[Start of Attachment]
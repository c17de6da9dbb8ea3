//! Small deterministic reference tables for tests

use crate::models::{AgeTable, Gender, Metric, ReferenceRow};
use super::in_memory::InMemoryReferenceStore;

/// BMI row used for 12 and 30 months, deliberately inserted out of order
pub fn bmi_row() -> ReferenceRow {
    ReferenceRow::new()
        .with("p50", 15.6)
        .with("p3", 13.5)
        .with("p999", 20.4)
        .with("p15", 14.4)
        .with("p97", 18.3)
        .with("p85", 17.0)
}

/// Height row for a 12 month old boy, topped by the extreme tier
pub fn height_row() -> ReferenceRow {
    ReferenceRow::new()
        .with("p01", 68.0)
        .with("p3", 71.0)
        .with("p50", 75.7)
        .with("p97", 80.5)
        .with("p999", 83.6)
}

/// Weight row for a 6 month old girl, topped by p99
pub fn weight_row() -> ReferenceRow {
    ReferenceRow::new()
        .with("p3", 6.1)
        .with("p50", 7.3)
        .with("p97", 9.2)
        .with("p99", 9.7)
}

/// Store with BMI tables for both genders (boys keyed by integer, girls by
/// text), a boys' height table and a girls' weight table
pub fn fixture_store() -> InMemoryReferenceStore {
    let boys_bmi = AgeTable::new()
        .with_row(12u32, bmi_row())
        .with_row(30u32, bmi_row());
    let girls_bmi = AgeTable::new()
        .with_row("12", bmi_row())
        .with_row("30", bmi_row());

    InMemoryReferenceStore::new()
        .with_table(Metric::Bmi, Gender::Boy, boys_bmi)
        .with_table(Metric::Bmi, Gender::Girl, girls_bmi)
        .with_table(Metric::Height, Gender::Boy, AgeTable::new().with_row(12u32, height_row()))
        .with_table(Metric::Weight, Gender::Girl, AgeTable::new().with_row("6", weight_row()))
}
[End of Attachment]
Read the material above and copy out each line holding "Metric".

#### Reply to the exercise:
use crate::models::{AgeTable, Gender, Metric, ReferenceRow};
        .with_table(Metric::Bmi, Gender::Boy, boys_bmi)
        .with_table(Metric::Bmi, Gender::Girl, girls_bmi)
        .with_table(Metric::Height, Gender::Boy, AgeTable::new().with_row(12u32, height_row()))
        .with_table(Metric::Weight, Gender::Girl, AgeTable::new().with_row("6", weight_row()))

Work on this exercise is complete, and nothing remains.